10. Odious debt is thus not a national obligation, just the dictator’s or corrupt ruler’s personal debt. (E. Toussaint) Fighting for debt cancellation necessarily leads to questioning the capitalist system. Countries cannot cancel odious debt without defeating capitalism. (D. Milet) Why? Because foreign debt has its root causes in the prevailing world economic order. It therefore is a political problem that requires a total rethinking of the prevailing economic order. What we really must confront is the root causes that brought about the debt problem to begin with.
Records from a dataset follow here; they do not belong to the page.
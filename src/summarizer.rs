//! # Article Summarization
//!
//! Sends extracted article text to a completion model and returns a Markdown
//! bullet summary. A failed, timed-out or empty completion is reported so the
//! caller can skip the article; nothing is retried.

use std::time::Duration;

use async_trait::async_trait;
use rig::agent::AgentBuilder;
use rig::completion::{CompletionModel, Prompt};
use thiserror::Error;
use tracing::{debug, instrument, trace};

use crate::config::SUMMARY_INPUT_CHARS;

const PREAMBLE: &str =
    "You are a research assistant. Summarize the article into clear bullet points.";

/// Metadata passed to the model alongside the article text
#[derive(Debug, Clone, Default, PartialEq, Eq)]
pub struct SummaryContext {
    pub title: Option<String>,
    pub url: String,
    /// Publish date as ISO-8601, if known
    pub date_iso: Option<String>,
}

/// Errors raised while summarizing
#[derive(Debug, Error)]
pub enum SummarizeError {
    /// The model provider rejected or failed the request
    #[error("LLM error: {0}")]
    Llm(String),

    /// The model did not answer in time
    #[error("Summarization timed out after {0:?}")]
    Timeout(Duration),
}

/// Anything that can summarize article text
#[async_trait]
pub trait Summarizer: Send + Sync {
    /// Summarize `text`; `Ok(None)` means the model produced nothing usable
    async fn summarize(
        &self,
        text: &str,
        context: &SummaryContext,
    ) -> Result<Option<String>, SummarizeError>;
}

/// Build the user prompt for an article
///
/// Only the first [`SUMMARY_INPUT_CHARS`] characters of `text` are included.
pub fn build_prompt(text: &str, context: &SummaryContext) -> String {
    let content: String = text.chars().take(SUMMARY_INPUT_CHARS).collect();
    format!(
        "Requirements:\n\
         - 5-8 concise bullets.\n\
         - One-sentence tl;dr at top.\n\
         - Include any concrete numbers, dates, names.\n\
         - If the article is older, note its age.\n\
         - Output valid GitHub-flavored Markdown only.\n\
         \n\
         Article title: {}\n\
         Article URL: {}\n\
         Article date (if any): {}\n\
         \n\
         CONTENT (first {} chars):\n\
         ---\n\
         {}\n\
         ---\n",
        context.title.as_deref().unwrap_or("Unknown"),
        context.url,
        context.date_iso.as_deref().unwrap_or("None"),
        SUMMARY_INPUT_CHARS,
        content
    )
}

/// Summarizer backed by a `rig` completion model
#[derive(Clone)]
pub struct ArticleSummarizer<M: CompletionModel> {
    model: M,
    timeout: Duration,
}

impl<M: CompletionModel> ArticleSummarizer<M> {
    pub fn new(model: M, timeout: Duration) -> Self {
        Self { model, timeout }
    }
}

#[async_trait]
impl<M> Summarizer for ArticleSummarizer<M>
where
    M: CompletionModel + 'static,
{
    #[instrument(skip(self, text), fields(url = %context.url))]
    async fn summarize(
        &self,
        text: &str,
        context: &SummaryContext,
    ) -> Result<Option<String>, SummarizeError> {
        let prompt = build_prompt(text, context);
        debug!(
            "Summarizing {} chars of article text",
            text.chars().count().min(SUMMARY_INPUT_CHARS)
        );

        let agent = AgentBuilder::new(self.model.clone()).preamble(PREAMBLE).build();
        let response = tokio::time::timeout(self.timeout, agent.prompt(prompt.as_str()))
            .await
            .map_err(|_| SummarizeError::Timeout(self.timeout))?
            .map_err(|e| SummarizeError::Llm(e.to_string()))?;

        let summary = response.trim();
        trace!("Model returned {} chars", summary.len());
        if summary.is_empty() {
            Ok(None)
        } else {
            Ok(Some(summary.to_string()))
        }
    }
}

#[cfg(test)]
mod tests {
    use super::*;
    use crate::model::mock_model::MockCompletionModel;

    fn context() -> SummaryContext {
        SummaryContext {
            title: Some("Rivers run dry".to_string()),
            url: "https://news.example.com/rivers".to_string(),
            date_iso: Some("2024-03-05T07:30:00+00:00".to_string()),
        }
    }

    #[test]
    fn test_prompt_includes_metadata() {
        let prompt = build_prompt("Body text.", &context());

        assert!(prompt.contains("Article title: Rivers run dry"));
        assert!(prompt.contains("Article URL: https://news.example.com/rivers"));
        assert!(prompt.contains("Article date (if any): 2024-03-05T07:30:00+00:00"));
        assert!(prompt.contains("---\nBody text.\n---"));
    }

    #[test]
    fn test_prompt_truncates_to_first_8000_chars() {
        let text = format!("{}{}", "a".repeat(SUMMARY_INPUT_CHARS), "TAIL");
        let prompt = build_prompt(&text, &SummaryContext::default());

        assert!(prompt.contains(&"a".repeat(SUMMARY_INPUT_CHARS)));
        assert!(!prompt.contains("TAIL"));
        assert!(prompt.contains("Article title: Unknown"));
        assert!(prompt.contains("Article date (if any): None"));
    }

    #[test]
    fn test_prompt_truncation_respects_char_boundaries() {
        let text = "é".repeat(SUMMARY_INPUT_CHARS + 10);
        let prompt = build_prompt(&text, &SummaryContext::default());
        assert_eq!(prompt.matches('é').count(), SUMMARY_INPUT_CHARS);
    }

    #[tokio::test]
    async fn test_summarize_returns_markdown() {
        let model = MockCompletionModel::new();
        model
            .set_text_response("**tl;dr** Rivers are low.\n\n- Lowest since 1921\n- Quotas cut 40%\n")
            .await;
        let summarizer = ArticleSummarizer::new(model.clone(), Duration::from_secs(5));

        let summary = summarizer.summarize("Body", &context()).await.unwrap();

        assert_eq!(
            summary.as_deref(),
            Some("**tl;dr** Rivers are low.\n\n- Lowest since 1921\n- Quotas cut 40%")
        );
        assert_eq!(model.calls(), 1);
    }

    #[tokio::test]
    async fn test_blank_response_is_none() {
        let model = MockCompletionModel::new();
        model.set_text_response("  \n ").await;
        let summarizer = ArticleSummarizer::new(model, Duration::from_secs(5));

        let summary = summarizer.summarize("Body", &context()).await.unwrap();
        assert!(summary.is_none());
    }

    #[tokio::test]
    async fn test_provider_error_is_reported() {
        let model = MockCompletionModel::new();
        model.set_error("quota exhausted").await;
        let summarizer = ArticleSummarizer::new(model, Duration::from_secs(5));

        let result = summarizer.summarize("Body", &context()).await;
        assert!(matches!(result, Err(SummarizeError::Llm(msg)) if msg.contains("quota exhausted")));
    }

    #[tokio::test]
    async fn test_slow_model_times_out() {
        let model = MockCompletionModel::new();
        model.set_stall(Duration::from_secs(10)).await;
        let summarizer = ArticleSummarizer::new(model, Duration::from_millis(50));

        let result = summarizer.summarize("Body", &context()).await;
        assert!(matches!(result, Err(SummarizeError::Timeout(_))));
    }
}
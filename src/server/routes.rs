use std::sync::Arc;

use axum::{
    Json,
    body::Bytes,
    extract::State,
    http::header,
    response::{Html, IntoResponse, Response},
};
use chrono::Utc;
use serde::Deserialize;
use tracing::{info, instrument};

use super::AppState;
use super::error::ApiError;
use crate::error::Error;
use crate::orchestrator::SummaryItem;
use crate::report::{DEFAULT_REPORT_TITLE, ReportItem, render_report};

const INDEX_HTML: &str = include_str!("../../static/index.html");

#[derive(Debug, Default, Deserialize)]
pub struct SearchRequest {
    #[serde(default)]
    query: String,
}

fn default_report_query() -> String {
    DEFAULT_REPORT_TITLE.to_string()
}

#[derive(Debug, Deserialize)]
pub struct ExportRequest {
    #[serde(default = "default_report_query")]
    query: String,
    #[serde(default)]
    items: Vec<ReportItem>,
}

impl Default for ExportRequest {
    fn default() -> Self {
        Self {
            query: default_report_query(),
            items: Vec::new(),
        }
    }
}

pub async fn index() -> Html<&'static str> {
    Html(INDEX_HTML)
}

/// Bodies are parsed leniently: anything that is not the expected JSON is
/// treated as an empty request.
fn parse_lenient<T: for<'de> Deserialize<'de> + Default>(body: &[u8]) -> T {
    serde_json::from_slice(body).unwrap_or_default()
}

#[instrument(skip_all)]
pub async fn search(
    State(state): State<Arc<AppState>>,
    body: Bytes,
) -> Result<Json<Vec<SummaryItem>>, ApiError> {
    let orchestrator = state.orchestrator()?;
    let request: SearchRequest = parse_lenient(&body);

    let items = orchestrator.run(&request.query).await?;
    info!(query = %request.query.trim(), items = items.len(), "Search complete");
    Ok(Json(items))
}

#[instrument(skip_all)]
pub async fn export(body: Bytes) -> Result<Response, ApiError> {
    let request: ExportRequest = parse_lenient(&body);
    if request.items.is_empty() {
        return Err(Error::InvalidInput("No items to export.".to_string()).into());
    }

    let pdf = render_report(&request.query, &request.items, Utc::now())?;
    info!(items = request.items.len(), bytes = pdf.len(), "Exported report");

    Ok((
        [
            (header::CONTENT_TYPE, "application/pdf"),
            (header::CONTENT_DISPOSITION, "attachment; filename=summary.pdf"),
        ],
        pdf,
    )
        .into_response())
}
11. Since the solution is to modify the order that generated the untenable indebtedness, the way to get at the root causes is to openly demand ‘citizens audits’ of the debt. In these audits, civil society investigates how the loans originated, how transparent that process was and then what was actually done with the funds the loans brought into the country, i.e., where they actually ended up. The government has to be pushed to open up to these inquiries; it is a citizens right. (CETIM) Such audits are very much in the spirit of the HR framework!

12. Believing that the-current-way-is-the-only-way is, quite simply and literally, killing a whole lot of people. What we have is policy-induced scarcities, they are not natural scarcities, and they are there because people think they have no choice. (J. Love) But do they?